§ WORK TO COMPLETE
Each line of the data below that contains "SwaggerUi" must be copied.

§ SUPPLIED INFORMATION
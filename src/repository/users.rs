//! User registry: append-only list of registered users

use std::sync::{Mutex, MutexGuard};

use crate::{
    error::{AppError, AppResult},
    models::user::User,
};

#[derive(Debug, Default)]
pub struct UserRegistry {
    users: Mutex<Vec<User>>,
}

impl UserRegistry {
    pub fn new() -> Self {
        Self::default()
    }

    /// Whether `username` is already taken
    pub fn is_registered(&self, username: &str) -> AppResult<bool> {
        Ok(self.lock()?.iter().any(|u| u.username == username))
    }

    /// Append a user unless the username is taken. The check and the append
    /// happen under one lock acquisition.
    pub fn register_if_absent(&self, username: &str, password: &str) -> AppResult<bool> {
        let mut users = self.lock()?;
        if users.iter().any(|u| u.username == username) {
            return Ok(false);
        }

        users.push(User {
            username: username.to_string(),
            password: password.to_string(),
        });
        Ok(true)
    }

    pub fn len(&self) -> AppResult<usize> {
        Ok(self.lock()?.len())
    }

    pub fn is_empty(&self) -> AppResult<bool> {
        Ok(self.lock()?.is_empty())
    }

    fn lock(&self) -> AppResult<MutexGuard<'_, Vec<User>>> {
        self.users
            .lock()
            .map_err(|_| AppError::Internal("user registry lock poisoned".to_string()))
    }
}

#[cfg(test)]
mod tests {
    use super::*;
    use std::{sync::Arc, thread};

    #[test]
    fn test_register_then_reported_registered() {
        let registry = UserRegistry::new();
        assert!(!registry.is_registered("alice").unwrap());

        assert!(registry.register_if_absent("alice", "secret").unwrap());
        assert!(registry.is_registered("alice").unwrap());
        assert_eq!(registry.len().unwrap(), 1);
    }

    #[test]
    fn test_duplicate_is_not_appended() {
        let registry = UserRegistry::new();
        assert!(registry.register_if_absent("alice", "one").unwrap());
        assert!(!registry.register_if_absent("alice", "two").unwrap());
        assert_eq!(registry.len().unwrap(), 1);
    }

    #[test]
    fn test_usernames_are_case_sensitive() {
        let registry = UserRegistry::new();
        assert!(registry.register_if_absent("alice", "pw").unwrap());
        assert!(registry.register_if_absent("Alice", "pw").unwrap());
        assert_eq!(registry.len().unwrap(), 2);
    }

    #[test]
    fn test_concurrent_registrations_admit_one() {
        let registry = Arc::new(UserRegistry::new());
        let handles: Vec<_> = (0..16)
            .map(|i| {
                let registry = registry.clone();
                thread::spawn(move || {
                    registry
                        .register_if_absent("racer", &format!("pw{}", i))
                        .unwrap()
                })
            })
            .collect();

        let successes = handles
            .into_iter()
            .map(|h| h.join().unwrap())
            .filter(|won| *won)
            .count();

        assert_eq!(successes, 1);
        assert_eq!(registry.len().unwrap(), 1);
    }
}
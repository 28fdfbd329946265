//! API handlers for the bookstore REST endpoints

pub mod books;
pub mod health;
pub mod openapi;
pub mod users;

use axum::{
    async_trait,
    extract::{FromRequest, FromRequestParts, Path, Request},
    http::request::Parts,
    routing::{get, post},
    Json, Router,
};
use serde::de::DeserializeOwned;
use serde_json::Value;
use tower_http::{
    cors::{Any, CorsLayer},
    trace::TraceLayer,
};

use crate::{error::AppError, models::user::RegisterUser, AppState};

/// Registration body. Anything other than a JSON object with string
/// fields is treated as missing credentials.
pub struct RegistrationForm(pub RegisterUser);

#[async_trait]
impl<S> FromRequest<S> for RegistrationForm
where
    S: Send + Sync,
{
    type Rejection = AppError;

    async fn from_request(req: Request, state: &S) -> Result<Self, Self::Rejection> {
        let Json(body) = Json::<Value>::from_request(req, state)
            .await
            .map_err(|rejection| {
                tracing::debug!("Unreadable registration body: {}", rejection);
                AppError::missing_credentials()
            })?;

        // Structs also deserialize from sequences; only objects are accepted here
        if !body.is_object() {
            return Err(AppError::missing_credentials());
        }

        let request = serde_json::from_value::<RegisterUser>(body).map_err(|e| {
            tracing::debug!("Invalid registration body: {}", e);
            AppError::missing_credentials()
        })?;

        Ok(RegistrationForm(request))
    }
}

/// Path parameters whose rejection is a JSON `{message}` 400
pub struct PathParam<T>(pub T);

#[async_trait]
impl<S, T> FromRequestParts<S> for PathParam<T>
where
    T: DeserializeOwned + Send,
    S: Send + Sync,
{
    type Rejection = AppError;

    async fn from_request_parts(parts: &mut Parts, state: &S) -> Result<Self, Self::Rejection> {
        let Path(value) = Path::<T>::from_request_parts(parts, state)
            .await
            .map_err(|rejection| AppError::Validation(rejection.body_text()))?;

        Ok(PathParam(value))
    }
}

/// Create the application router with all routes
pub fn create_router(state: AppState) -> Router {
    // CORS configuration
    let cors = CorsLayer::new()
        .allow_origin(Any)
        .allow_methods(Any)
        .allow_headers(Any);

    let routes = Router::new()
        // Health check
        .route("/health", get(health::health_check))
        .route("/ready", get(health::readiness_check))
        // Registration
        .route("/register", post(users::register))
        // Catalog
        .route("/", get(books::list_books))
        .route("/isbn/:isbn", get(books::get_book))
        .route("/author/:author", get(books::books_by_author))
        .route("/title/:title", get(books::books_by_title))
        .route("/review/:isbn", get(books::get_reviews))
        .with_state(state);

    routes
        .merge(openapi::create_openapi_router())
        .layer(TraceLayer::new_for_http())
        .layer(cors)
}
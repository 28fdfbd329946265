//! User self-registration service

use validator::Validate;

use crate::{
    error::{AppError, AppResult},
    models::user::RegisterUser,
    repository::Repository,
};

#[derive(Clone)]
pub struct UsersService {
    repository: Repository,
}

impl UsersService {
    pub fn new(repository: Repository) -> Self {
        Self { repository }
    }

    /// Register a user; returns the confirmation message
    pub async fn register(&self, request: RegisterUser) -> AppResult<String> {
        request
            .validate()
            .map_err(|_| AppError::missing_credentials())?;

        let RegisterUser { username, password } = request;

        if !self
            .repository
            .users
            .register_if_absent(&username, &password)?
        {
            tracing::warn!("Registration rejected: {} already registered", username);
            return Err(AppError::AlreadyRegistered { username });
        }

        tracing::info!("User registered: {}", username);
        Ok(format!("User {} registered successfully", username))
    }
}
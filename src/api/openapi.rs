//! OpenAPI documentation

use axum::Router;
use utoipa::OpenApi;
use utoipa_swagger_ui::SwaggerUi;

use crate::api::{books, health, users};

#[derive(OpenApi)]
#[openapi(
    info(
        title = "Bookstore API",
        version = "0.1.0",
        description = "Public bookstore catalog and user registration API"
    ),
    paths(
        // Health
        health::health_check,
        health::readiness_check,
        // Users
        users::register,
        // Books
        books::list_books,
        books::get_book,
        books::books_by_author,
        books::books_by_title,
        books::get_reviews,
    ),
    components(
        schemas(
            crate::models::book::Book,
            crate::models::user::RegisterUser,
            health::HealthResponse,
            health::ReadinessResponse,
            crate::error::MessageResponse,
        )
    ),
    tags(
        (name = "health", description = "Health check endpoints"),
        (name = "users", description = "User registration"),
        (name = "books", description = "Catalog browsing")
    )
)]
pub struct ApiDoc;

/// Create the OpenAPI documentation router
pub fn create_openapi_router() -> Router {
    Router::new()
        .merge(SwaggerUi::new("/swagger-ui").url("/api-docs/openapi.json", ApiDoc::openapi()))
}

§ EXERCISE ANSWER
use utoipa_swagger_ui::SwaggerUi;
        .merge(SwaggerUi::new("/swagger-ui").url("/api-docs/openapi.json", ApiDoc::openapi()))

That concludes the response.